Community in Saskatchewan, Canada

Instow is an unincorporated community within the Rural Municipality of Bone Creek No. 108, Saskatchewan, Canada. The community is on Highway 13 also known as the historic Red Coat Trail, about 10 km northeast of the town of Shaunavon.

==Demographics==

Instow, like so many other small farming communities throughout Saskatchewan, has struggled to maintain a sturdy population causing it to become a complete ghost town with few to no residents. Prior to January 1, 2002, Instow was incorporated under village status, but was dissolved into an unincorporated community under the jurisdiction of the Rural Municipality of Bone Creek No. 108 on that date.
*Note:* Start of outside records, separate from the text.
//! Write-optimized buffer slots.
//!
//! Two structurally identical slots front the hybrid index: one accepts all
//! inserts while the other is the snapshot being drained into the persistent
//! index. [`BufferIndex`] is the slot contract and [`TreeBuffer`] the
//! reference implementation. Slots are not thread-safe on their own; the
//! coordinator serialises access (single writer, worker-only drains, shared
//! reader holds).

use std::collections::BTreeMap;
use std::mem;

use crate::record::{Key, LookupResult, Record, Value};

/// Contract for one buffer slot.
pub trait BufferIndex: Send + Sync {
    /// Insert or update a record. Amortised cheap.
    fn insert(&mut self, record: Record, thread_id: u32);

    /// Point lookup. [`LookupResult::Overflow`] means "cannot answer here;
    /// ask the next layer" and callers must treat it exactly like a miss.
    fn equality_lookup(&self, key: Key, thread_id: u32) -> LookupResult;

    /// Wrapping sum of payloads for keys in `lo..=hi`.
    fn range_query(&self, lo: Key, hi: Key, thread_id: u32) -> u64;

    /// Key-ordered snapshot of the slot contents. Non-destructive; pair with
    /// [`BufferIndex::clear`] once the snapshot has been persisted.
    fn export(&self) -> Vec<Record>;

    /// Empty the slot.
    fn clear(&mut self);

    /// Number of buffered records.
    fn len(&self) -> usize;

    fn is_empty(&self) -> bool {
        self.len() == 0
    }

    /// Estimated in-memory footprint in bytes.
    fn size_bytes(&self) -> usize;
}

/// Ordered-map buffer slot.
///
/// A `BTreeMap` keeps inserts cheap, gives equality and range lookups
/// directly, and exports in key order for free. It can always answer
/// definitively, so it never returns [`LookupResult::Overflow`].
#[derive(Debug, Default)]
pub struct TreeBuffer {
    map: BTreeMap<Key, Value>,
}

impl TreeBuffer {
    pub fn new() -> Self {
        Self::default()
    }
}

impl BufferIndex for TreeBuffer {
    fn insert(&mut self, record: Record, _thread_id: u32) {
        self.map.insert(record.key, record.value);
    }

    fn equality_lookup(&self, key: Key, _thread_id: u32) -> LookupResult {
        match self.map.get(&key) {
            Some(&value) => LookupResult::Found(value),
            None => LookupResult::NotFound,
        }
    }

    fn range_query(&self, lo: Key, hi: Key, _thread_id: u32) -> u64 {
        if lo > hi {
            return 0;
        }
        self.map
            .range(lo..=hi)
            .fold(0u64, |acc, (_, &value)| acc.wrapping_add(value))
    }

    fn export(&self) -> Vec<Record> {
        self.map
            .iter()
            .map(|(&key, &value)| Record { key, value })
            .collect()
    }

    fn clear(&mut self) {
        self.map.clear();
    }

    fn len(&self) -> usize {
        self.map.len()
    }

    fn size_bytes(&self) -> usize {
        // Payload estimate; tree node overhead is not counted.
        self.map.len() * mem::size_of::<(Key, Value)>()
    }
}

#[cfg(test)]
mod tests {
    use super::*;
    use rstest::rstest;

    fn filled(pairs: &[(Key, Value)]) -> TreeBuffer {
        let mut buffer = TreeBuffer::new();
        for &(key, value) in pairs {
            buffer.insert(Record::new(key, value), 0);
        }
        buffer
    }

    #[test]
    fn insert_then_lookup() {
        let buffer = filled(&[(5, 50), (3, 30)]);
        assert_eq!(buffer.equality_lookup(5, 0), LookupResult::Found(50));
        assert_eq!(buffer.equality_lookup(3, 0), LookupResult::Found(30));
        assert_eq!(buffer.equality_lookup(4, 0), LookupResult::NotFound);
        assert_eq!(buffer.len(), 2);
    }

    #[test]
    fn insert_updates_existing_key() {
        let buffer = filled(&[(7, 70), (7, 71)]);
        assert_eq!(buffer.equality_lookup(7, 0), LookupResult::Found(71));
        assert_eq!(buffer.len(), 1);
    }

    #[rstest]
    #[case(2, 4, 20 + 30 + 40)]
    #[case(0, 10, 10 + 20 + 30 + 40 + 50)]
    #[case(3, 3, 30)]
    #[case(6, 9, 0)]
    #[case(4, 2, 0)]
    fn range_query_cases(#[case] lo: Key, #[case] hi: Key, #[case] expected: u64) {
        let buffer = filled(&[(1, 10), (2, 20), (3, 30), (4, 40), (5, 50)]);
        assert_eq!(buffer.range_query(lo, hi, 0), expected);
    }

    #[test]
    fn export_is_key_ordered_and_non_destructive() {
        let buffer = filled(&[(9, 90), (1, 10), (4, 40)]);
        let snapshot = buffer.export();
        assert_eq!(
            snapshot,
            vec![Record::new(1, 10), Record::new(4, 40), Record::new(9, 90)]
        );
        assert_eq!(buffer.len(), 3);
    }

    #[test]
    fn clear_empties_the_slot() {
        let mut buffer = filled(&[(1, 10), (2, 20)]);
        buffer.clear();
        assert!(buffer.is_empty());
        assert_eq!(buffer.export(), vec![]);
        assert_eq!(buffer.size_bytes(), 0);
    }
}
//! Inline-flush hybrid: the same layering without a background worker.
//!
//! One buffer slot fronts the persistent index. When the buffered insert
//! count reaches the threshold, the inserting call itself exports, sorts,
//! persists and clears, synchronously. Lookups are one layer cheaper than in
//! the double-buffered index; the triggering insert pays the full drain
//! cost. Same single-writer, many-readers contract.

use std::sync::atomic::{AtomicU64, AtomicUsize, Ordering};
use std::time::Instant;

use log::debug;
use parking_lot::RwLock;

use crate::buffer::{BufferIndex, TreeBuffer};
use crate::config::{ConfigError, HybridConfig};
use crate::hybrid::HybridStats;
use crate::learned::{PersistentIndex, SegmentIndex};
use crate::record::{Key, Record, Value};

/// Hybrid learned index that flushes on the inserting thread.
pub struct SyncHybridIndex<B = TreeBuffer, P = SegmentIndex> {
    buffer: RwLock<B>,
    persistent: RwLock<P>,
    insert_count: AtomicUsize,
    flush_threshold: usize,
    flushes: AtomicU64,
    last_flush_micros: AtomicU64,
}

impl SyncHybridIndex {
    /// Create an index with the reference collaborators. Only
    /// `flush_threshold`, `epsilon` and `retrain_after` are consulted; the
    /// adaptive fields have no meaning without a background drain.
    pub fn new(config: HybridConfig) -> Result<Self, ConfigError> {
        let persistent = SegmentIndex::new(config.epsilon, config.retrain_after);
        Self::with_collaborators(TreeBuffer::new(), persistent, config)
    }
}

impl<B, P> SyncHybridIndex<B, P>
where
    B: BufferIndex,
    P: PersistentIndex,
{
    /// Create an index around caller-supplied collaborators. The buffer
    /// must start empty.
    pub fn with_collaborators(
        buffer: B,
        persistent: P,
        config: HybridConfig,
    ) -> Result<Self, ConfigError> {
        config.validate()?;
        Ok(Self {
            buffer: RwLock::new(buffer),
            persistent: RwLock::new(persistent),
            insert_count: AtomicUsize::new(0),
            flush_threshold: config.flush_threshold,
            flushes: AtomicU64::new(0),
            last_flush_micros: AtomicU64::new(0),
        })
    }

    /// Bulk-load the persistent index from key-sorted, duplicate-free
    /// records. Call once, before any insert. Returns elapsed nanoseconds.
    pub fn build(&self, data: &[Record], num_threads: usize) -> u64 {
        let started = Instant::now();
        self.persistent.write().build(data, num_threads);
        started.elapsed().as_nanos() as u64
    }

    /// Insert one record, flushing inline when the threshold is reached.
    pub fn insert(&self, record: Record, thread_id: u32) {
        self.buffer.write().insert(record, thread_id);
        let count = self.insert_count.fetch_add(1, Ordering::Relaxed) + 1;
        if count >= self.flush_threshold {
            self.flush(thread_id);
        }
    }

    /// Drain the buffer into the persistent index. Clears last, so readers
    /// see every record in at least one layer throughout.
    fn flush(&self, thread_id: u32) {
        let started = Instant::now();
        let mut buffered = self.buffer.read().export();
        buffered.sort_unstable_by_key(|record| record.key);
        {
            let mut persistent = self.persistent.write();
            for record in &buffered {
                persistent.insert(*record, thread_id);
            }
        }
        self.buffer.write().clear();
        self.insert_count.store(0, Ordering::Relaxed);
        let elapsed = started.elapsed();
        self.flushes.fetch_add(1, Ordering::Relaxed);
        self.last_flush_micros
            .store(elapsed.as_micros() as u64, Ordering::Relaxed);
        debug!(
            "SyncHybridIndex: inline flush of {} records in {:?}",
            buffered.len(),
            elapsed
        );
    }

    /// Point lookup: buffer first, then the persistent index. A buffer that
    /// cannot answer falls through; the caller never sees overflow.
    pub fn equality_lookup(&self, key: Key, thread_id: u32) -> Option<Value> {
        if let Some(value) = self.buffer.read().equality_lookup(key, thread_id).value() {
            return Some(value);
        }
        self.persistent
            .read()
            .equality_lookup(key, thread_id)
            .value()
    }

    /// Wrapping sum of payloads for keys in `lo..=hi` across both layers.
    pub fn range_query(&self, lo: Key, hi: Key, thread_id: u32) -> u64 {
        if lo > hi {
            return 0;
        }
        let front = self.buffer.read().range_query(lo, hi, thread_id);
        let back = self.persistent.read().range_query(lo, hi, thread_id);
        front.wrapping_add(back)
    }

    /// Estimated footprint in bytes, summed across both layers.
    pub fn size_bytes(&self) -> usize {
        self.buffer.read().size_bytes() + self.persistent.read().size_bytes()
    }

    pub fn name(&self) -> &'static str {
        "HybridPGMLIPP"
    }

    /// Workload gate: unique keys required, concurrent writers unsupported.
    pub fn applicable(
        &self,
        unique: bool,
        _range_query: bool,
        _insert: bool,
        multithread: bool,
        _ops_filename: &str,
    ) -> bool {
        unique && !multithread
    }

    pub fn stats(&self) -> HybridStats {
        HybridStats {
            active_records: self.buffer.read().len(),
            flushing_records: 0,
            persistent_records: self.persistent.read().len(),
            flush_threshold: self.flush_threshold,
            drains: self.flushes.load(Ordering::Relaxed),
            last_drain_micros: self.last_flush_micros.load(Ordering::Relaxed),
        }
    }
}
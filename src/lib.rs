//! Hybrid learned index: write-optimized front buffers drained into a
//! read-optimized learned index by a background worker.
//!
//! [`HybridIndex`] routes every insert into a mutable active slot. Once the
//! slot holds enough records, its identity is swapped with a second,
//! empty slot and a background worker drains the full one into the
//! persistent [`SegmentIndex`], so insert latency stays flat while lookups
//! remain close to a static learned index. [`SyncHybridIndex`] offers the
//! same layering with the drain performed inline on the inserting thread.
//!
//! Both indexes are generic over their collaborators: any [`BufferIndex`]
//! can serve as a slot and any [`PersistentIndex`] as the bottom layer.
//!
//! ```
//! use hybrid_index::{HybridConfig, HybridIndex, Record};
//!
//! let index = HybridIndex::new(HybridConfig::default()).expect("valid config");
//! index.build(&[Record::new(1, 10), Record::new(2, 20)], 1);
//! index.insert(Record::new(5, 50), 0);
//! assert_eq!(index.equality_lookup(2, 0), Some(20));
//! assert_eq!(index.equality_lookup(5, 0), Some(50));
//! assert_eq!(index.range_query(1, 5, 0), 80);
//! ```

mod buffer;
mod config;
mod hybrid;
mod learned;
mod record;
mod sync_hybrid;

pub use buffer::{BufferIndex, TreeBuffer};
pub use config::{ConfigError, HybridConfig};
pub use hybrid::{HybridIndex, HybridStats};
pub use learned::{PersistentIndex, SegmentIndex};
pub use record::{Key, LookupResult, NOT_FOUND, OVERFLOW, Record, Value};
pub use sync_hybrid::SyncHybridIndex;
//! Send/Sync guarantees for core types.

use hybrid_index::{
    HybridConfig, HybridIndex, HybridStats, Record, SegmentIndex, SyncHybridIndex, TreeBuffer,
};
use rstest::rstest;
use static_assertions::assert_impl_all;

#[rstest]
fn indexes_are_send_sync() {
    assert_impl_all!(HybridIndex: Send, Sync);
    assert_impl_all!(SyncHybridIndex: Send, Sync);
}

#[rstest]
fn collaborators_are_send_sync() {
    assert_impl_all!(TreeBuffer: Send, Sync);
    assert_impl_all!(SegmentIndex: Send, Sync);
    assert_impl_all!(HybridConfig: Send, Sync);
    assert_impl_all!(HybridStats: Send, Sync);
    assert_impl_all!(Record: Send, Sync);
}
In 2006, Instow had a population of 1 living in 1 dwellings, a 0% decrease from 2001. The village had a land area of 0 km2 and a population density of 0 /km2.

== History ==

=== Early years ===
Instow was once a small community founded in 1914 with the building of the Canadian Pacific Railway. C. Herbert, the first post master and founder of the small community, decided to name it after the small town of Instow, England, where he was originally from. During Instow's boom years in 1923 the town grew to a peak of 60 citizens and was incorporated to village status. After incorporation, streetlights were installed throughout the village, and a well, sidewalks, a skating rink, a seven-metre snow slide for winter sports and a ball diamond were built. The village even had a its very own fire engine, two general stores, a restaurant, a bank, a livery barn, a lumberyard, a community hall, an implement agency, a post office, a garage, a telephone office, a blacksmith, a pool hall, and a total of five grain elevators.

=== Decline ===
In 1951 Instow's Village Council decided it would be best for the village to dissolve into an unincorporated community due to the rapid decline in its population. The community was struck once again with the closure of the post office in 1963. Over time many of the buildings in Instow have either been moved, demolished or simply rotted away, leaving very little to nothing of the community remaining.